Twinkly lights, candles, holiday trees and plants, ornaments and other decorations are an important part of holiday celebrations. Besides being festive and fun, the decorations your family brings out every year can help children feel connected to family traditions. To help make sure your decorations are safe, the American Academy of Pediatrics, healthychildren.org, offers some tips:

• When purchasing a live tree, check for freshness. The needles should be hard to pull off, and shouldn’t break when you bend them. Cut a few inches off the bottom of the trunk before putting it in the stand, and be sure to keep the stand filled with water.

• If you have an artificial tree, make sure it’s labeled “Fire Resistant.”

• When setting up a tree at home, place it away from fireplaces, radiators or portable heaters. Place the tree out of the way of traffic and don’t block doorways.

• Use only non-combustible or flame-resistant materials to trim a tree.

• Check all lights before hanging them on a tree or in your home, even if you have just purchased them. Make sure all the bulbs work and that there are no frayed wires, broken sockets or loose connections.

• Be cautious about trimmings that may contain lead. Choose tinsel or artificial icicles of plastic or nonleaded materials. Light strands may contain lead in the bulb sockets and wire coating, sometimes in high amounts. Make sure your lights are out of reach of young children who might try to put lights in their mouths, and wash your hands after handling them.

• Before using lights outdoors, check labels to be sure they have been certified for outdoor use. To hold lights in place, string them through hooks or insulated staples, not nails or tacks. Never pull or tug lights to remove them. Plug all outdoor electric decorations into circuits with ground fault circuit interrupters to avoid potential shocks.

• When lighting candles, remove flammable materials from the area, and place the candles where they will not be knocked over. Never leave a burning candle unattended. Don’t use lighted candles on a tree or near other evergreens.

• In homes with small children, take special care to avoid decorations that are sharp or breakable. Keep trimmings with small removable parts out of the reach of children to prevent them from swallowing or inhaling small pieces. Avoid trimmings that resemble candy or food that may tempt a young child to eat them.

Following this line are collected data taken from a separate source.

// SPDX-License-Identifier: GPL-3.0-or-later
// Copyright (C) 2026 Mark Wells <contact@markwells.dev>

//! Heuristics for "is an editor server already listening here?".
//!
//! Neither strategy is a correctness guarantee:
//! - A socket path can be a stale leftover or belong to something else.
//! - A port can be taken by an unrelated process, or a server can appear
//!   right after the probe released it.
//!
//! Every probe runs on the blocking pool under a deadline, so a hung
//! filesystem or network stack yields "not alive" instead of blocking the
//! caller.

use std::io;
use std::net::{SocketAddr, TcpListener};
use std::path::Path;
use std::time::Duration;

use tracing::{debug, warn};

use crate::error::HandoffError;

/// Upper bound for a single liveness probe.
pub const LIVENESS_TIMEOUT: Duration = Duration::from_millis(250);

/// Runs `probe` with a deadline.
///
/// Errors, panics and timeouts are all inconclusive and count as "not
/// alive"; the worst outcome is a redundant launch.
pub async fn bounded_probe<F>(address: &str, timeout: Duration, probe: F) -> bool
where
    F: FnOnce() -> io::Result<bool> + Send + 'static,
{
    let reason = match tokio::time::timeout(timeout, tokio::task::spawn_blocking(probe)).await {
        Ok(Ok(Ok(alive))) => {
            debug!("Liveness probe for {}: {}", address, alive);
            return alive;
        }
        Ok(Ok(Err(e))) => e.to_string(),
        Ok(Err(join)) => format!("probe task failed: {join}"),
        Err(_) => format!("no answer within {}ms", timeout.as_millis()),
    };

    let err = HandoffError::LivenessCheckAmbiguous {
        address: address.to_string(),
        reason,
    };
    warn!("{err}; assuming no server");
    false
}

/// Path strategy: the socket file existing stands in for a listening server.
///
/// # Errors
///
/// Returns the I/O error when existence cannot be determined (e.g. permissions).
pub fn socket_path_exists(path: &Path) -> io::Result<bool> {
    path.try_exists()
}

/// Port strategy: if binding the address fails because it is taken, a
/// server is assumed to own it. A successful bind means nobody is there;
/// the probe listener is released immediately.
///
/// # Errors
///
/// Returns bind errors other than "address in use" (and the Windows
/// exclusive-use "access denied"), which are inconclusive.
pub fn port_in_use(addr: SocketAddr) -> io::Result<bool> {
    match TcpListener::bind(addr) {
        Ok(listener) => {
            drop(listener);
            Ok(false)
        }
        Err(e) if e.kind() == io::ErrorKind::AddrInUse => Ok(true),
        Err(e) if cfg!(windows) && e.kind() == io::ErrorKind::PermissionDenied => Ok(true),
        Err(e) => Err(e),
    }
}

/// Asks the OS for a currently free loopback-style port on `ip`.
///
/// # Errors
///
/// Returns the bind error if no port can be reserved.
pub fn free_port(ip: std::net::IpAddr) -> io::Result<u16> {
    let listener = TcpListener::bind(SocketAddr::new(ip, 0))?;
    Ok(listener.local_addr()?.port())
}

#[cfg(test)]
#[allow(clippy::unwrap_used, reason = "Tests use unwrap for brevity")]
mod tests {
    use super::*;
    use std::net::{IpAddr, Ipv4Addr};
    use std::time::Instant;

    const LOOPBACK: IpAddr = IpAddr::V4(Ipv4Addr::LOCALHOST);

    #[tokio::test]
    async fn test_hung_probe_returns_within_bound() {
        let start = Instant::now();
        let alive = bounded_probe("/hung/fs", Duration::from_millis(50), || {
            std::thread::sleep(Duration::from_secs(3));
            Ok(true)
        })
        .await;
        assert!(!alive);
        assert!(start.elapsed() < Duration::from_secs(1));
    }

    #[tokio::test]
    async fn test_probe_error_counts_as_dead() {
        let alive = bounded_probe("/denied", LIVENESS_TIMEOUT, || {
            Err(io::Error::new(io::ErrorKind::PermissionDenied, "denied"))
        })
        .await;
        assert!(!alive);
    }

    #[tokio::test]
    async fn test_probe_passes_result_through() {
        assert!(bounded_probe("x", LIVENESS_TIMEOUT, || Ok(true)).await);
        assert!(!bounded_probe("x", LIVENESS_TIMEOUT, || Ok(false)).await);
    }

    #[test]
    fn test_socket_path_exists() {
        let dir = tempfile::tempdir().unwrap();
        let sock = dir.path().join("nvimsocket");
        assert!(!socket_path_exists(&sock).unwrap());
        std::fs::write(&sock, "").unwrap();
        assert!(socket_path_exists(&sock).unwrap());
    }

    #[test]
    fn test_port_in_use_tracks_listener() {
        let listener = TcpListener::bind(SocketAddr::new(LOOPBACK, 0)).unwrap();
        let addr = listener.local_addr().unwrap();
        assert!(port_in_use(addr).unwrap());

        drop(listener);
        assert!(!port_in_use(addr).unwrap());
        // The probe released its own listener.
        assert!(!port_in_use(addr).unwrap());
    }

    #[test]
    fn test_free_port_is_bindable() {
        let port = free_port(LOOPBACK).unwrap();
        assert_ne!(port, 0);
        assert!(!port_in_use(SocketAddr::new(LOOPBACK, port)).unwrap());
    }
}
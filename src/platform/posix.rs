// SPDX-License-Identifier: GPL-3.0-or-later
// Copyright (C) 2026 Mark Wells <contact@markwells.dev>

use std::path::{Path, PathBuf};

use super::ServerAddress;
use crate::liveness::{self, LIVENESS_TIMEOUT};

/// Domain socket addressing: every server listens on one well-known path.
#[derive(Debug, Clone)]
pub struct PosixSocketOps {
    socket_path: PathBuf,
}

impl PosixSocketOps {
    /// Uses `socket_path` for every launched server.
    #[must_use]
    pub const fn new(socket_path: PathBuf) -> Self {
        Self { socket_path }
    }

    /// The well-known socket path.
    #[must_use]
    pub fn socket_path(&self) -> &Path {
        &self.socket_path
    }

    pub(super) async fn is_alive(&self, path: &Path) -> bool {
        let probe_path = path.to_path_buf();
        liveness::bounded_probe(&path.display().to_string(), LIVENESS_TIMEOUT, move || {
            liveness::socket_path_exists(&probe_path)
        })
        .await
    }

    pub(super) fn allocate(&self) -> ServerAddress {
        ServerAddress::Socket(self.socket_path.clone())
    }
}
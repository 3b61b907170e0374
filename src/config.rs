use std::env;
use std::path::PathBuf;

use chrono::FixedOffset;

use crate::error::ConfigError;

/// Process configuration, read once at startup from the environment (and `.env`).
#[derive(Debug, Clone)]
pub struct Config {
    pub database_url: String,
    pub jwt_secret: String,
    pub port: u16,
    pub upload_dir: PathBuf,
    pub item_id_prefix: String,
    pub plasmid_id_prefix: String,
    pub lab_offset: FixedOffset,
    pub approval_email: Option<String>,
    pub public_base_url: String,
}

impl Config {
    pub fn from_env() -> Result<Self, ConfigError> {
        Self::from_lookup(|key| env::var(key).ok())
    }

    /// Builds a config from an arbitrary key lookup. Empty values count as unset.
    pub fn from_lookup<F>(lookup: F) -> Result<Self, ConfigError>
    where
        F: Fn(&str) -> Option<String>,
    {
        let get = |key: &str| lookup(key).filter(|v| !v.trim().is_empty());

        let database_url = get("DATABASE_URL").ok_or(ConfigError::Missing("DATABASE_URL"))?;
        let jwt_secret = get("JWT_SECRET").ok_or(ConfigError::Missing("JWT_SECRET"))?;

        let port = match get("PORT") {
            Some(raw) => raw.parse::<u16>().map_err(|e| ConfigError::Invalid {
                name: "PORT",
                reason: e.to_string(),
            })?,
            None => 3000,
        };

        let offset_minutes = match get("LAB_UTC_OFFSET_MINUTES") {
            Some(raw) => raw.parse::<i32>().map_err(|e| ConfigError::Invalid {
                name: "LAB_UTC_OFFSET_MINUTES",
                reason: e.to_string(),
            })?,
            None => 0,
        };
        let lab_offset = FixedOffset::east_opt(offset_minutes * 60).ok_or(ConfigError::Invalid {
            name: "LAB_UTC_OFFSET_MINUTES",
            reason: format!("{} minutes is outside +/- 24h", offset_minutes),
        })?;

        let item_id_prefix = get("ITEM_ID_PREFIX").unwrap_or_else(|| "LAB".to_string());
        let plasmid_id_prefix = get("PLASMID_ID_PREFIX").unwrap_or_else(|| "PLS".to_string());
        if item_id_prefix == plasmid_id_prefix {
            return Err(ConfigError::Invalid {
                name: "PLASMID_ID_PREFIX",
                reason: "must differ from ITEM_ID_PREFIX".to_string(),
            });
        }

        Ok(Self {
            database_url,
            jwt_secret,
            port,
            upload_dir: get("UPLOAD_DIR")
                .map(PathBuf::from)
                .unwrap_or_else(|| PathBuf::from("static/uploads")),
            item_id_prefix,
            plasmid_id_prefix,
            lab_offset,
            approval_email: get("APPROVAL_EMAIL"),
            public_base_url: get("PUBLIC_BASE_URL")
                .unwrap_or_else(|| "http://localhost:3000".to_string())
                .trim_end_matches('/')
                .to_string(),
        })
    }
}
//! Daily activity journal.
//!
//! Events go into one document per lab-local date. The day's document is
//! created on first use and events are added with an atomic array append, so
//! concurrent actions on the same day never overwrite each other.

use std::sync::Arc;

use chrono::{DateTime, NaiveDate, Utc};
use log::{debug, warn};

use crate::error::StoreError;
use crate::models::{
    ActivityAction, ActivityEvent, Actor, DailyActivityLog, InventoryItem, ACTIVITY_LOG,
};
use crate::store::{DocumentStore, Patch};
use crate::utils::short_key;

#[derive(Debug, Clone, PartialEq, Eq)]
pub struct ActivityEntry {
    pub action: ActivityAction,
    pub target: String,
    pub item_id: Option<String>,
    pub details: Option<String>,
}

impl ActivityEntry {
    pub fn new(action: ActivityAction, target: impl Into<String>) -> Self {
        Self {
            action,
            target: target.into(),
            item_id: None,
            details: None,
        }
    }

    pub fn for_item(action: ActivityAction, item: &InventoryItem) -> Self {
        Self {
            action,
            target: item.name.clone(),
            item_id: Some(item.item_id.clone()),
            details: None,
        }
    }

    pub fn details(mut self, details: impl Into<String>) -> Self {
        self.details = Some(details.into());
        self
    }
}

#[derive(Clone)]
pub struct ActivityLogger {
    store: Arc<dyn DocumentStore>,
}

impl ActivityLogger {
    pub fn new(store: Arc<dyn DocumentStore>) -> Self {
        Self { store }
    }

    /// Appends one event to the log for `as_of`, creating that day's document if needed.
    pub async fn log(
        &self,
        as_of: NaiveDate,
        at: DateTime<Utc>,
        actor: &Actor,
        entry: ActivityEntry,
    ) -> Result<ActivityEvent, StoreError> {
        let event = ActivityEvent {
            key: short_key(),
            timestamp: at,
            user: actor.activity_name().to_string(),
            action: entry.action,
            target: entry.target,
            details: entry.details,
            item_id: entry.item_id,
        };

        let doc_id = DailyActivityLog::document_id(as_of);
        let created = self
            .store
            .create_if_not_exists(
                &doc_id,
                ACTIVITY_LOG,
                serde_json::to_value(DailyActivityLog::empty(as_of))?,
            )
            .await?;
        if created {
            debug!("opened activity log {}", doc_id);
        }

        self.store
            .patch(
                &doc_id,
                Patch::new()
                    .set_if_missing("events", serde_json::json!([]))
                    .append("events", vec![serde_json::to_value(&event)?]),
            )
            .await?;

        Ok(event)
    }

    /// Best-effort variant of [`log`](Self::log): failures are reported and dropped.
    pub async fn record(
        &self,
        as_of: NaiveDate,
        at: DateTime<Utc>,
        actor: &Actor,
        entry: ActivityEntry,
    ) -> Option<ActivityEvent> {
        let action = entry.action;
        match self.log(as_of, at, actor, entry).await {
            Ok(event) => Some(event),
            Err(e) => {
                warn!("failed to record {} activity for {}: {}", action, as_of, e);
                None
            }
        }
    }

    pub async fn events_for(&self, date: NaiveDate) -> Result<Vec<ActivityEvent>, StoreError> {
        let doc = self
            .store
            .get(&DailyActivityLog::document_id(date))
            .await?;
        match doc {
            Some(doc) => Ok(doc.decode::<DailyActivityLog>()?.events),
            None => Ok(Vec::new()),
        }
    }
}

#[cfg(test)]
mod tests {
    use super::*;
    use crate::store::MemoryStore;
    use chrono::TimeZone;

    fn day(d: u32) -> NaiveDate {
        NaiveDate::from_ymd_opt(2026, 10, d).unwrap()
    }

    #[tokio::test]
    async fn first_event_of_a_day_creates_exactly_one_document() {
        let store = Arc::new(MemoryStore::new());
        let logger = ActivityLogger::new(store.clone());
        let at = Utc.with_ymd_and_hms(2026, 10, 16, 9, 0, 0).unwrap();
        let actor = Actor::user("Dana Reyes");

        for n in 0..3 {
            let entry = ActivityEntry::new(ActivityAction::AddNote, format!("item {}", n));
            logger
                .log(day(16), at, &actor, entry)
                .await
                .unwrap();
        }
        logger
            .log(day(17), at, &actor, ActivityEntry::new(ActivityAction::AddNote, "next day"))
            .await
            .unwrap();

        assert_eq!(store.count_of_type(ACTIVITY_LOG).await, 2);
        let events = logger.events_for(day(16)).await.unwrap();
        assert_eq!(events.len(), 3);
        assert_eq!(events[0].target, "item 0");
        assert_eq!(events[2].target, "item 2");
        assert_eq!(logger.events_for(day(17)).await.unwrap().len(), 1);
    }

    #[tokio::test]
    async fn anonymous_actor_is_logged_as_unknown() {
        let store = Arc::new(MemoryStore::new());
        let logger = ActivityLogger::new(store);
        let at = Utc.with_ymd_and_hms(2026, 10, 16, 9, 0, 0).unwrap();

        let entry = ActivityEntry::new(ActivityAction::UpdateLocation, "Agar").details("Shelf B");
        let event = logger
            .log(day(16), at, &Actor::Anonymous, entry)
            .await
            .unwrap();

        assert_eq!(event.user, "Unknown");
        assert_eq!(event.details.as_deref(), Some("Shelf B"));
        assert_eq!(event.key.len(), 12);
    }

    #[tokio::test]
    async fn day_without_log_reads_as_empty() {
        let logger = ActivityLogger::new(Arc::new(MemoryStore::new()));
        assert!(logger.events_for(day(1)).await.unwrap().is_empty());
    }
}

• Wear gloves to avoid eye and skin irritation while decorating with spun glass “angel hair.” Follow container directions carefully to avoid lung irritation while decorating with artificial snow sprays.

• Remove all wrapping papers, bags, paper, ribbons and bows from tree and fireplace areas after gifts are opened. These items can pose suffocation and choking hazards to a small child, or can cause a fire if near flame.

• Keep potentially poisonous holiday plant decorations, including mistletoe berries, Jerusalem cherry, and holly berry, away from children.

Have a safe, healthy holiday season.

Sally Robinson is a clinical professor of pediatrics at UTMB Children’s Hospital. This column isn’t intended to replace the advice of your child’s physician.